Sponsored listings are a ripoff…for sellers

Welcome to the age of danegeld.

Cory Doctorow
4 min readNov 29, 2023
A woodcut illustration of Britons paying Danegeld to Viking conquerors. Most of the scene has been faded back and washed out, but the loot, the supplicant and the Viking lord have all be colorized.

Tonight (November 29), I’m at NYC’s Strand Books with my novel The Lost Cause, a solarpunk tale of hope and danger that Rebecca Solnit called “completely delightful.”

Not all ads are created equally sleazy. The privacy harms from surveillance ads, though real, are often hard to pin down. But there’s another kind of ad — or “ad” that picks your pocket every time you use an ecommerce site.

This is the “sponsored listing” ad, which allows merchants to bid to be among the top-ranked items in response to your searches — whether or not their products are a good match for your query. These aren’t “ads” in the way that, say, a Facebook ad is an ad. These are more #payola, a form of bribery that’s actually a crime (but not when Amazon does it):


Amazon is the global champion of payola. It boasts of $31 billion in annual “ad” revenue. That’s $31 billion that Amazon sellers have to recoup from you. But Amazon’s use of “most favored nation” deals (which requires sellers to offer their lowest prices on Amazon) mean that you don’t see those price-hikes because sellers raise their prices everywhere:


Forget Twitter: Amazon search is the poster-child for enshittification, in which Amazon locks you in (for example, with a year’s shipping prepaid through Prime) and then you get recommended worse products while sellers make less money and Amazon pockets the difference.

Sellers who don’t sell on Amazon are dead in the water, because most US households have Amazon Prime and overwhelmingly, Prime users start their search on Amazon, and, if they find the goods they’re seeking.
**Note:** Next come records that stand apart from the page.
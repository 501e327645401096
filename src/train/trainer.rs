use std::time::Instant;

use log::{debug, info};

use crate::{
    error::{Error, Result},
    loss::MseLoss,
    network::Network,
    optim::Sgd,
    train::{epoch_stats::EpochStats, train_config::TrainConfig},
};

/// One supervised update of every weight and bias in `network`.
///
/// Runs a forward pass over `inputs`, then walks the layers from output to
/// input. Each layer's gradients are `o * (1 - o) * error`; the error handed
/// to the previous layer is computed from those gradients and the weights as
/// they were before this layer's update.
///
/// Fails with `ShapeMismatch` before touching the network if either vector
/// has the wrong width.
pub fn backpropagate<'a>(
    network: &'a mut Network,
    inputs: &[f64],
    expected_outputs: &[f64],
    learning_rate: f64,
) -> Result<&'a mut Network> {
    check_pair(network, inputs, expected_outputs)?;
    backward(network, inputs, expected_outputs, &Sgd::new(learning_rate))?;
    Ok(network)
}

/// Trains `network` on `training_pairs` for `config.epochs` epochs, in order.
///
/// `on_progress` receives one [`EpochStats`] per completed epoch; it only
/// observes. All pairs are shape-checked before the first update.
pub fn train<'a, F>(
    network: &'a mut Network,
    training_pairs: &[(Vec<f64>, Vec<f64>)],
    config: &TrainConfig,
    mut on_progress: F,
) -> Result<&'a mut Network>
where
    F: FnMut(&EpochStats),
{
    for (inputs, expected) in training_pairs {
        check_pair(network, inputs, expected)?;
    }

    info!(
        "training on {} pair(s) for {} epoch(s), learning rate {}",
        training_pairs.len(),
        config.epochs,
        config.learning_rate
    );

    let optimizer = Sgd::new(config.learning_rate);
    for epoch in 1..=config.epochs {
        let t_start = Instant::now();

        let mut total_error = 0.0;
        for (inputs, expected) in training_pairs {
            total_error += backward(network, inputs, expected, &optimizer)?;
        }
        let mean_error = if training_pairs.is_empty() {
            0.0
        } else {
            total_error / training_pairs.len() as f64
        };

        let stats = EpochStats {
            epoch,
            total_epochs: config.epochs,
            mean_error,
            elapsed_ms: t_start.elapsed().as_millis() as u64,
        };
        debug!("epoch {}/{}: mean error {:.6}", stats.epoch, stats.total_epochs, stats.mean_error);
        on_progress(&stats);
    }

    info!("training complete");
    Ok(network)
}

fn check_pair(network: &Network, inputs: &[f64], expected: &[f64]) -> Result<()> {
    let input_size = network.topology.input_size();
    if inputs.len() != input_size {
        return Err(Error::ShapeMismatch {
            what: "inputs",
            expected: input_size,
            actual: inputs.len(),
        });
    }
    let output_size = network.topology.output_size();
    if expected.len() != output_size {
        return Err(Error::ShapeMismatch {
            what: "expected outputs",
            expected: output_size,
            actual: expected.len(),
        });
    }
    Ok(())
}

/// Forward pass plus backward pass. Returns the pre-update squared error.
fn backward(
    network: &mut Network,
    inputs: &[f64],
    expected: &[f64],
    optimizer: &Sgd,
) -> Result<f64> {
    let output = network.forward(inputs)?;
    let loss = MseLoss::loss(&output, expected);
    let mut errors = MseLoss::error(&output, expected);

    for i in (0..network.layers.len()).rev() {
        let layer_inputs = if i == 0 {
            inputs.to_vec()
        } else {
            network.layers[i - 1].outputs()
        };

        // Ordering: compute gradients → propagate errors → apply step
        let gradients = network.layers[i].compute_gradients(&errors);
        if i > 0 {
            errors = network.layers[i].propagate_errors(&gradients, layer_inputs.len());
        }
        optimizer.step(&mut network.layers[i], &gradients, &layer_inputs);
    }

    Ok(loss)
}

#[cfg(test)]
mod tests {
    use super::*;
    use crate::layers::{Layer, Node};
    use approx::assert_abs_diff_eq;

    fn chain() -> Network {
        Network::from_layers(
            &[1, 1, 1],
            vec![
                Layer::new(vec![Node::new(vec![0.5], 0.1)]),
                Layer::new(vec![Node::new(vec![-0.4], 0.2)]),
            ],
        )
        .unwrap()
    }

    fn small() -> Network {
        Network::from_layers(
            &[3, 5, 2],
            vec![
                Layer::new(vec![
                    Node::new(vec![0.1, -0.2, 0.3], -0.1),
                    Node::new(vec![-0.2, -0.15, 0.2], -0.05),
                    Node::new(vec![0.3, -0.1, 0.1], 0.0),
                    Node::new(vec![-0.4, -0.05, 0.0], 0.05),
                    Node::new(vec![0.5, 0.0, -0.1], 0.1),
                ]),
                Layer::new(vec![
                    Node::new(vec![0.2, -0.1, 0.15, -0.25, 0.05], 0.1),
                    Node::new(vec![-0.3, 0.2, 0.1, 0.05, -0.15], -0.05),
                ]),
            ],
        )
        .unwrap()
    }

    fn distance(a: &[f64], b: &[f64]) -> f64 {
        a.iter().zip(b).map(|(x, y)| (x - y).powi(2)).sum::<f64>().sqrt()
    }

    #[test]
    fn propagates_error_through_pre_update_weights() {
        let mut network = chain();
        backpropagate(&mut network, &[1.0], &[1.0], 0.1).unwrap();

        let hidden = &network.layers[0].nodes[0];
        let output = &network.layers[1].nodes[0];
        assert_abs_diff_eq!(output.weights[0], -0.38999709289406825, epsilon = 1e-12);
        assert_abs_diff_eq!(output.bias, 0.2144975029940009, epsilon = 1e-12);
        assert_abs_diff_eq!(hidden.weights[0], 0.4987595374137005, epsilon = 1e-12);
        assert_abs_diff_eq!(hidden.bias, 0.09875953741370048, epsilon = 1e-12);
    }

    #[test]
    fn one_step_moves_output_towards_target() {
        let mut network = small();
        let before_weights = network.clone();
        let inputs = [0.5, 0.2, 0.8];
        let expected = [1.0, 0.0];

        let before = distance(&network.forward(&inputs).unwrap(), &expected);
        backpropagate(&mut network, &inputs, &expected, 0.1).unwrap();
        let after = distance(&network.forward(&inputs).unwrap(), &expected);

        assert!(after < before, "{after} !< {before}");
        assert_ne!(network.clean().clone(), before_weights);
    }

    #[test]
    fn rejects_wrong_target_width_without_updating() {
        let mut network = small();
        let original = network.clone();
        let err = backpropagate(&mut network, &[0.5, 0.2, 0.8], &[1.0], 0.1).unwrap_err();
        assert!(matches!(err, Error::ShapeMismatch { expected: 2, actual: 1, .. }));
        assert_eq!(network, original);
    }

    #[test]
    fn rejects_wrong_input_width_without_updating() {
        let mut network = small();
        let original = network.clone();
        let err = backpropagate(&mut network, &[0.5], &[1.0, 0.0], 0.1).unwrap_err();
        assert!(matches!(err, Error::ShapeMismatch { expected: 3, actual: 1, .. }));
        assert_eq!(network, original);
    }

    #[test]
    fn train_reports_every_epoch_in_order() {
        let mut network = small();
        let pairs = vec![(vec![0.5, 0.2, 0.8], vec![1.0, 0.0])];
        let mut seen = Vec::new();
        train(&mut network, &pairs, &TrainConfig::new(5, 0.1), |stats| {
            seen.push((stats.epoch, stats.total_epochs))
        })
        .unwrap();
        assert_eq!(seen, vec![(1, 5), (2, 5), (3, 5), (4, 5), (5, 5)]);
    }

    #[test]
    fn train_error_decreases() {
        let mut network = small();
        let pairs = vec![(vec![0.5, 0.2, 0.8], vec![1.0, 0.0])];
        let mut errors = Vec::new();
        train(&mut network, &pairs, &TrainConfig::new(200, 0.1), |stats| {
            errors.push(stats.mean_error)
        })
        .unwrap();
        assert!(errors[errors.len() - 1] < errors[0]);
    }

    #[test]
    fn train_checks_every_pair_up_front() {
        let mut network = small();
        let original = network.clone();
        let pairs = vec![
            (vec![0.5, 0.2, 0.8], vec![1.0, 0.0]),
            (vec![0.5, 0.2], vec![1.0, 0.0]),
        ];
        let result = train(&mut network, &pairs, &TrainConfig::default(), |_| {});
        assert!(matches!(result, Err(Error::ShapeMismatch { .. })));
        assert_eq!(network, original);
    }

    #[test]
    fn default_config() {
        let config = TrainConfig::default();
        assert_eq!(config.epochs, 1000);
        assert_eq!(config.learning_rate, 0.1);
    }
}
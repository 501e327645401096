pub mod activation;

pub use activation::{dot_product, sigmoid, threshold_logic_unit, DEFAULT_SHAPE};
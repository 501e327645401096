/// Configuration for a `train` run.
///
/// # Fields
/// - `epochs`        — total number of full passes over the training pairs
/// - `learning_rate` — step size applied to every weight and bias update
#[derive(Debug, Clone, Copy, PartialEq)]
pub struct TrainConfig {
    pub epochs: usize,
    pub learning_rate: f64,
}

impl TrainConfig {
    pub const DEFAULT_EPOCHS: usize = 1000;
    pub const DEFAULT_LEARNING_RATE: f64 = 0.1;

    pub fn new(epochs: usize, learning_rate: f64) -> Self {
        TrainConfig { epochs, learning_rate }
    }
}

impl Default for TrainConfig {
    fn default() -> Self {
        TrainConfig::new(Self::DEFAULT_EPOCHS, Self::DEFAULT_LEARNING_RATE)
    }
}
use rand::Rng;
use serde::{Deserialize, Serialize};

use crate::layers::node::Node;

/// A fully connected layer: every node sees every output of the previous layer.
#[derive(Debug, Clone, PartialEq, Serialize, Deserialize)]
#[serde(transparent)]
pub struct Layer {
    pub nodes: Vec<Node>,
}

impl Layer {
    pub fn new(nodes: Vec<Node>) -> Layer {
        Layer { nodes }
    }

    pub fn random<R: Rng + ?Sized>(size: usize, input_size: usize, rng: &mut R) -> Layer {
        let nodes = (0..size).map(|_| Node::random(input_size, rng)).collect();
        Layer { nodes }
    }

    pub fn len(&self) -> usize {
        self.nodes.len()
    }

    pub fn is_empty(&self) -> bool {
        self.nodes.is_empty()
    }

    /// Feeds `input` through every node, caching each node's output.
    pub fn feed_from(&mut self, input: &[f64]) -> Vec<f64> {
        self.nodes.iter_mut().map(|node| node.activate(input)).collect()
    }

    /// Outputs cached by the most recent forward pass.
    ///
    /// Only meaningful after [`Layer::feed_from`]; debug builds panic if a
    /// node has no cached output.
    pub fn outputs(&self) -> Vec<f64> {
        self.nodes.iter().map(cached_output).collect()
    }

    /// Per-node gradient `o * (1 - o) * error` from the cached outputs.
    ///
    /// Same precondition as [`Layer::outputs`].
    pub fn compute_gradients(&self, errors: &[f64]) -> Vec<f64> {
        self.nodes.iter().zip(errors)
            .map(|(node, error)| {
                let output = cached_output(node);
                output * (1.0 - output) * error
            })
            .collect()
    }

    /// Error for each input of this layer: `sum_j gradient_j * weight[j][p]`.
    ///
    /// Must be called before the weights are updated.
    pub fn propagate_errors(&self, gradients: &[f64], input_size: usize) -> Vec<f64> {
        (0..input_size)
            .map(|p| {
                self.nodes.iter().zip(gradients)
                    .map(|(node, gradient)| gradient * node.weights[p])
                    .sum::<f64>()
            })
            .collect()
    }

    /// Applies pre-computed gradients scaled by `lr`.
    pub fn apply_gradients(&mut self, gradients: &[f64], inputs: &[f64], lr: f64) {
        for (node, gradient) in self.nodes.iter_mut().zip(gradients) {
            for (weight, input) in node.weights.iter_mut().zip(inputs) {
                *weight += lr * gradient * input;
            }
            node.bias += lr * gradient;
        }
    }
}

fn cached_output(node: &Node) -> f64 {
    debug_assert!(node.last_output.is_some(), "node output read before a forward pass");
    node.last_output.unwrap_or(0.0)
}
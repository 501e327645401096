pub mod activation;
pub mod error;
pub mod evolve;
pub mod layers;
pub mod loss;
pub mod network;
pub mod optim;
pub mod train;

// Convenience re-exports
pub use activation::{dot_product, sigmoid, threshold_logic_unit};
pub use error::{Error, Result};
pub use evolve::{crossover, evolve, roulette_wheel_select, EvolveConfig, EvolveOutcome, PlateauHalt, RankOrder, Scenario};
pub use layers::{Layer, Node};
pub use network::{Network, Topology};
pub use optim::Sgd;
pub use train::{backpropagate, train, EpochStats, TrainConfig};
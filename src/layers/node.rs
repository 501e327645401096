use rand::Rng;
use serde::{Deserialize, Serialize};

use crate::activation::{dot_product, sigmoid, DEFAULT_SHAPE};

/// A single computational unit in a non-input layer.
///
/// `last_output` is a cache written by the forward pass and read by
/// backpropagation. It is never serialized.
#[derive(Debug, Clone, PartialEq, Serialize, Deserialize)]
pub struct Node {
    /// One weight per output of the preceding layer.
    pub weights: Vec<f64>,
    /// Used as the sigmoid threshold.
    pub bias: f64,
    #[serde(skip)]
    pub last_output: Option<f64>,
}

impl Node {
    pub fn new(weights: Vec<f64>, bias: f64) -> Node {
        Node { weights, bias, last_output: None }
    }

    /// Weights and bias sampled uniformly from `[-1, 1]`.
    pub fn random<R: Rng + ?Sized>(input_size: usize, rng: &mut R) -> Node {
        let weights = (0..input_size).map(|_| rng.gen_range(-1.0..=1.0)).collect();
        let bias = rng.gen_range(-1.0..=1.0);
        Node::new(weights, bias)
    }

    /// Computes the node's output for `inputs` and caches it.
    pub fn activate(&mut self, inputs: &[f64]) -> f64 {
        let activation = dot_product(inputs.iter().copied().zip(self.weights.iter().copied()));
        let output = sigmoid(activation, self.bias, DEFAULT_SHAPE);
        self.last_output = Some(output);
        output
    }

    /// Copy of the weights and bias with no cached output.
    pub fn detached(&self) -> Node {
        Node::new(self.weights.clone(), self.bias)
    }
}
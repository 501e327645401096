pub mod trainer;
pub mod epoch_stats;
pub mod train_config;

pub use trainer::{backpropagate, train};
pub use epoch_stats::EpochStats;
pub use train_config::TrainConfig;
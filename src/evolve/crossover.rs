use rand::Rng;

use crate::{
    error::{Error, Result},
    layers::Node,
    network::Network,
};

/// Two-point crossover over the parents' nodes, flattened layer by layer.
///
/// Draws `split1` from `[0, n - 2]` and `split2` from `[split1 + 1, n - 1]`.
/// Child A takes `[0, split1)` and `[split2, n)` from `parent_a` and the middle
/// segment from `parent_b`; child B is the mirror image. Children own fresh
/// copies of every node and start without a fitness.
///
/// The parents must share the whole topology, input width included. Equal
/// node counts are not enough: a first-layer node's weight count is the input
/// width, so swapping nodes between parents with different input widths would
/// build children whose layers do not fit their topology.
pub fn crossover<R>(parent_a: &Network, parent_b: &Network, rng: &mut R) -> Result<(Network, Network)>
where
    R: Rng + ?Sized,
{
    if parent_a.topology != parent_b.topology {
        return Err(Error::InvalidCrossover(format!(
            "parents have different topologies: {:?} and {:?}",
            parent_a.topology.as_slice(),
            parent_b.topology.as_slice()
        )));
    }

    let flat_a: Vec<&Node> = parent_a.nodes().collect();
    let flat_b: Vec<&Node> = parent_b.nodes().collect();
    let n = flat_a.len();
    if n < 2 || flat_b.len() != n {
        return Err(Error::InvalidCrossover(format!(
            "need at least two nodes per parent, got {} and {}",
            n,
            flat_b.len()
        )));
    }

    let split1 = rng.gen_range(0..=n - 2);
    let split2 = rng.gen_range(split1 + 1..=n - 1);

    let splice = |outer: &[&Node], inner: &[&Node]| -> Vec<Node> {
        outer[..split1].iter()
            .chain(&inner[split1..split2])
            .chain(&outer[split2..])
            .map(|node| node.detached())
            .collect()
    };

    let child_a = Network::from_nodes(parent_a.topology.clone(), splice(&flat_a, &flat_b));
    let child_b = Network::from_nodes(parent_b.topology.clone(), splice(&flat_b, &flat_a));
    Ok((child_a, child_b))
}
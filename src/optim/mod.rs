pub mod sgd;

pub use sgd::Sgd;
/// Exponents beyond this are clamped so `exp` stays finite.
const MAX_EXPONENT: f64 = 500.0;

/// Bounds that keep sigmoid outputs strictly inside `(0, 1)`.
const MIN_OUTPUT: f64 = f64::MIN_POSITIVE;
const MAX_OUTPUT: f64 = 1.0 - f64::EPSILON;

/// Default shape parameter of the logistic curve.
pub const DEFAULT_SHAPE: f64 = 0.5;

/// Logistic curve `1 / (1 + e^(-(a - t) / r))`.
///
/// `threshold` shifts the curve along the activation axis and `shape`
/// controls its steepness. The result always lies in the open interval
/// `(0, 1)`; large activations saturate just short of either end.
pub fn sigmoid(activation: f64, threshold: f64, shape: f64) -> f64 {
    let z = ((activation - threshold) / shape).clamp(-MAX_EXPONENT, MAX_EXPONENT);
    (1.0 / (1.0 + (-z).exp())).clamp(MIN_OUTPUT, MAX_OUTPUT)
}

/// Threshold logic unit: fires (1) once the activation reaches the threshold.
pub fn threshold_logic_unit(activation: f64, threshold: f64) -> u8 {
    if activation >= threshold { 1 } else { 0 }
}

/// Sum of `x * w` over (input, weight) pairs.
pub fn dot_product<I>(pairs: I) -> f64
where
    I: IntoIterator<Item = (f64, f64)>,
{
    pairs.into_iter().map(|(x, w)| x * w).sum()
}
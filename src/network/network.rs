use std::fs::File;
use std::io::{BufReader, BufWriter};
use std::path::Path;

use rand::Rng;
use serde::{Deserialize, Serialize};

use crate::{
    error::{Error, Result},
    layers::{Layer, Node},
    network::topology::Topology,
};

/// A fully connected feed-forward network.
///
/// Serializes to `{"topology": [...], "fitness": ..., "layers": [[{"weights", "bias"}]]}`.
#[derive(Debug, Clone, PartialEq, Serialize, Deserialize)]
pub struct Network {
    pub topology: Topology,
    /// Score assigned by an evaluator; `None` until first evaluated.
    pub fitness: Option<f64>,
    pub layers: Vec<Layer>,
}

impl Network {
    /// Builds a network with weights and biases drawn from `[-1, 1]`.
    pub fn new(topology: &[usize]) -> Result<Network> {
        Network::random(topology, &mut rand::thread_rng())
    }

    /// Like [`Network::new`] but draws from the given generator.
    pub fn random<R: Rng + ?Sized>(topology: &[usize], rng: &mut R) -> Result<Network> {
        let topology = Topology::try_from(topology)?;
        let layers = topology.as_slice().windows(2)
            .map(|pair| Layer::random(pair[1], pair[0], rng))
            .collect();
        Ok(Network { topology, fitness: None, layers })
    }

    /// Builds a network from explicit layers, checking them against `topology`.
    pub fn from_layers(topology: &[usize], layers: Vec<Layer>) -> Result<Network> {
        let network = Network {
            topology: Topology::try_from(topology)?,
            fitness: None,
            layers,
        };
        network.validate()?;
        Ok(network)
    }

    /// Regroups a flat node sequence into layers shaped by `topology`.
    ///
    /// Callers guarantee `nodes.len() == topology.node_count()`.
    pub(crate) fn from_nodes(topology: Topology, nodes: Vec<Node>) -> Network {
        let mut nodes = nodes.into_iter();
        let layers = topology.layer_sizes().iter()
            .map(|&size| Layer::new(nodes.by_ref().take(size).collect()))
            .collect();
        Network { topology, fitness: None, layers }
    }

    /// Checks that layer, node and weight counts agree with the topology.
    pub fn validate(&self) -> Result<()> {
        let sizes = self.topology.as_slice();
        if self.layers.len() != self.topology.layer_count() {
            return Err(Error::InvalidTopology(format!(
                "topology declares {} layer(s) but network has {}",
                self.topology.layer_count(),
                self.layers.len()
            )));
        }
        for (i, layer) in self.layers.iter().enumerate() {
            if layer.len() != sizes[i + 1] {
                return Err(Error::InvalidTopology(format!(
                    "layer {i} should have {} node(s), has {}",
                    sizes[i + 1],
                    layer.len()
                )));
            }
            if let Some(node) = layer.nodes.iter().find(|node| node.weights.len() != sizes[i]) {
                return Err(Error::InvalidTopology(format!(
                    "node in layer {i} should have {} weight(s), has {}",
                    sizes[i],
                    node.weights.len()
                )));
            }
        }
        Ok(())
    }

    /// Forward pass; caches every node's output for backpropagation.
    ///
    /// The input width is checked before any node is touched.
    pub fn forward(&mut self, inputs: &[f64]) -> Result<Vec<f64>> {
        let expected = self.topology.input_size();
        if inputs.len() != expected {
            return Err(Error::ShapeMismatch {
                what: "inputs",
                expected,
                actual: inputs.len(),
            });
        }
        let mut current = inputs.to_vec();
        for layer in &mut self.layers {
            current = layer.feed_from(&current);
        }
        Ok(current)
    }

    /// Drops every cached output, leaving only weights and biases.
    pub fn clean(&mut self) -> &mut Network {
        for node in self.layers.iter_mut().flat_map(|layer| layer.nodes.iter_mut()) {
            node.last_output = None;
        }
        self
    }

    /// All nodes, layer by layer.
    pub fn nodes(&self) -> impl Iterator<Item = &Node> + '_ {
        self.layers.iter().flat_map(|layer| layer.nodes.iter())
    }

    pub fn to_json(&self) -> Result<String> {
        Ok(serde_json::to_string_pretty(self)?)
    }

    pub fn from_json(json: &str) -> Result<Network> {
        let network: Network = serde_json::from_str(json)?;
        network.validate()?;
        Ok(network)
    }

    /// Serializes the network to a pretty-printed JSON file.
    pub fn save_json<P: AsRef<Path>>(&self, path: P) -> Result<()> {
        let writer = BufWriter::new(File::create(path)?);
        serde_json::to_writer_pretty(writer, self)?;
        Ok(())
    }

    /// Deserializes a network from a JSON file previously written by `save_json`.
    pub fn load_json<P: AsRef<Path>>(path: P) -> Result<Network> {
        let reader = BufReader::new(File::open(path)?);
        let network: Network = serde_json::from_reader(reader)?;
        network.validate()?;
        Ok(network)
    }
}

#[cfg(test)]
mod tests {
    use super::*;
    use rand::SeedableRng;
    use rand_chacha::ChaCha8Rng;

    fn seeded(topology: &[usize]) -> Network {
        let mut rng = ChaCha8Rng::seed_from_u64(42);
        Network::random(topology, &mut rng).unwrap()
    }

    #[test]
    fn create_matches_topology() {
        for topology in [vec![1, 1], vec![3, 2], vec![3, 5, 2], vec![4, 8, 8, 1]] {
            let network = seeded(&topology);
            assert_eq!(network.layers.len(), topology.len() - 1);
            for (i, layer) in network.layers.iter().enumerate() {
                assert_eq!(layer.len(), topology[i + 1]);
                assert!(layer.nodes.iter().all(|node| node.weights.len() == topology[i]));
            }
            assert_eq!(network.fitness, None);
            assert!(network.nodes().all(|node| node.last_output.is_none()));
        }
    }

    #[test]
    fn create_rejects_short_topology() {
        assert!(matches!(Network::new(&[]), Err(Error::InvalidTopology(_))));
        assert!(matches!(Network::new(&[4]), Err(Error::InvalidTopology(_))));
    }

    #[test]
    fn seeded_networks_are_reproducible() {
        assert_eq!(seeded(&[3, 5, 2]), seeded(&[3, 5, 2]));
    }

    #[test]
    fn forward_outputs_are_probabilities() {
        let mut network = seeded(&[3, 5, 2]);
        for inputs in [[0.5, 0.2, 0.8], [0.0, 0.0, 0.0], [-1.0, 1.0, -1.0]] {
            let out = network.forward(&inputs).unwrap();
            assert_eq!(out.len(), 2);
            assert!(out.iter().all(|&v| v > 0.0 && v < 1.0));
        }
    }

    #[test]
    fn forward_stays_below_one_for_large_inputs() {
        let layers = vec![Layer::new(vec![Node::new(vec![1.0, 1.0], 0.0)])];
        let mut network = Network::from_layers(&[2, 1], layers).unwrap();
        for inputs in [[20.0, 20.0], [1.0e3, 1.0e3], [-1.0e3, -1.0e3]] {
            let out = network.forward(&inputs).unwrap()[0];
            assert!(out > 0.0 && out < 1.0, "forward({inputs:?}) = {out}");
        }
    }

    #[test]
    fn forward_cache_tracks_latest_call() {
        let mut network = seeded(&[2, 3, 1]);
        network.forward(&[1.0, 0.0]).unwrap();
        let first: Vec<_> = network.nodes().map(|node| node.last_output).collect();
        let out = network.forward(&[0.0, 1.0]).unwrap();
        let second: Vec<_> = network.nodes().map(|node| node.last_output).collect();
        assert!(second.iter().all(Option::is_some));
        assert_ne!(first, second);
        assert_eq!(second.last().copied().flatten(), Some(out[0]));
    }

    #[test]
    fn forward_rejects_wrong_width_without_touching_cache() {
        let mut network = seeded(&[3, 2]);
        let err = network.forward(&[1.0, 2.0]).unwrap_err();
        assert!(matches!(err, Error::ShapeMismatch { expected: 3, actual: 2, .. }));
        assert!(network.nodes().all(|node| node.last_output.is_none()));
    }

    #[test]
    fn zero_network_outputs_half() {
        let layers = vec![Layer::new(vec![Node::new(vec![0.0, 0.0], 0.0)])];
        let mut network = Network::from_layers(&[2, 1], layers).unwrap();
        assert_eq!(network.forward(&[3.0, -7.0]).unwrap(), vec![0.5]);
    }

    #[test]
    fn clean_is_idempotent() {
        let mut network = seeded(&[3, 5, 2]);
        network.forward(&[0.1, 0.2, 0.3]).unwrap();
        let once = network.clean().clone();
        assert!(once.nodes().all(|node| node.last_output.is_none()));
        let twice = network.clean().clone();
        assert_eq!(once, twice);
    }

    #[test]
    fn json_has_expected_shape() {
        let layers = vec![Layer::new(vec![Node::new(vec![0.5, -0.25], 0.125)])];
        let mut network = Network::from_layers(&[2, 1], layers).unwrap();
        network.forward(&[1.0, 1.0]).unwrap();
        let value: serde_json::Value = serde_json::from_str(&network.to_json().unwrap()).unwrap();
        assert_eq!(
            value,
            serde_json::json!({
                "topology": [2, 1],
                "fitness": null,
                "layers": [[{"weights": [0.5, -0.25], "bias": 0.125}]]
            })
        );
    }

    #[test]
    fn json_round_trip_keeps_weights() {
        let mut network = seeded(&[3, 4, 2]);
        network.fitness = Some(12.5);
        let restored = Network::from_json(&network.to_json().unwrap()).unwrap();
        assert_eq!(restored, network);
    }

    #[test]
    fn from_json_rejects_inconsistent_shapes() {
        let json = r#"{"topology": [2, 1], "fitness": null, "layers": [[{"weights": [1.0], "bias": 0.0}]]}"#;
        assert!(matches!(Network::from_json(json), Err(Error::InvalidTopology(_))));
        let json = r#"{"topology": [2], "fitness": null, "layers": []}"#;
        assert!(matches!(Network::from_json(json), Err(Error::Json(_))));
        let json = r#"{"topology": [], "fitness": null, "layers": []}"#;
        assert!(serde_json::from_str::<Network>(json).is_err());
    }

    #[test]
    fn save_and_load() {
        let network = seeded(&[2, 2, 1]);
        let path = std::env::temp_dir().join(format!("sann-{}.json", std::process::id()));
        network.save_json(&path).unwrap();
        let loaded = Network::load_json(&path).unwrap();
        std::fs::remove_file(&path).unwrap();
        assert_eq!(loaded, network);
    }
}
After all, they’ve prepaid for shipping.

So sellers suck it up and pay a 45–51% Amazon tax and pass it on to us — no matter where we shop. A lot of the junk fees sellers pay are related to Prime and other fulfillment services, but an increasing share of the Amazon tax comes from the need to pay to “advertise,” because if they don’t buy the top result for searches for their own products, their competitors’ ads will push them right off the first page (those competitors spend money on advertising, rather than manufacturing quality).

There’s a lot of YOLO/ROFLMAO in those ads: search for “cat beds” and 50% of the first five screens are ads — including ads for dog products, apparently bought by companies adopting a spray-and-pray approach to advertising. Someone selling a quality product still has to outbid all of those garbage sellers:


This is at the root of Amazon’s Pricing Paradox: while Amazon can defend itself against regulators by citing sellers whose prices are lower and/or whose quality is higher, it’s nearly impossible for shoppers to get those deals. If you click the top result for your search, you will, on average, pay 29% more than you would if you found the best bargain on the site:


What’s more, you can’t fix this by simply sorting by price, or by reviews, or some mix of the two. The sleaziest sellers have mastered tricks like changing the number of units they sell so the total price is lower. For example, if batteries are normally sold $10 for a four-pack, a sleazy seller can offer batteries at $9 for three units. A lowest-to-highest price-sort will put this item ahead of a cheaper rival.

Researchers found that getting a good deal at Amazon requires that you make a multifactorial spreadsheet by laboriously copy/pasting multiple details from individual listing pages and then doing sorts that Amazon itself doesn’t permit:


There’s an exception to this: Amazon and Apple have a cozy, secret arrangement to exclude these “ads” from searches for Apple products. But if you’re shopping for anything else, you’re SOL:


These payola markets are bad for buyers, and they cost sellers a lot of money, but are they at least good for sellers? A new study from three business-school researchers — Vibhanshu Abhishek, Jiaqi Shi and Mingyu Joo — shows that payola is a very bad deal for good sellers, too:


After doing a lot of impressive quantitative work, the authors conclude that for good sellers, showing up as a sponsored listing makes buyers trust their products less than if they floated to the top of the results “organically.” This means that buying an ad makes your product less attractive than not buying an ad.

The exception is sellers who have bad products — products that wouldn’t rise to the top of the results on their own merits. The study finds that if you buy your mediocre product’s way to the top of the results, buyers trust it more than they would if they found it buried deep on page eleventy-million, to which its poor reviews, quality or price would normally banish it.

But of course, if you’re one of those good sellers, you can’t simply opt not to buy an ad, even though seeing it with the little “AD” marker in the thumbnail makes your product less attractive to shoppers. If you don’t pay the danegeld, your product will be pushed down by the inferior products whose sellers are only too happy to pay ransom.

It’s a system where everybody loses — except monopoly ecommerce platforms, who enshittify everything and rake it in.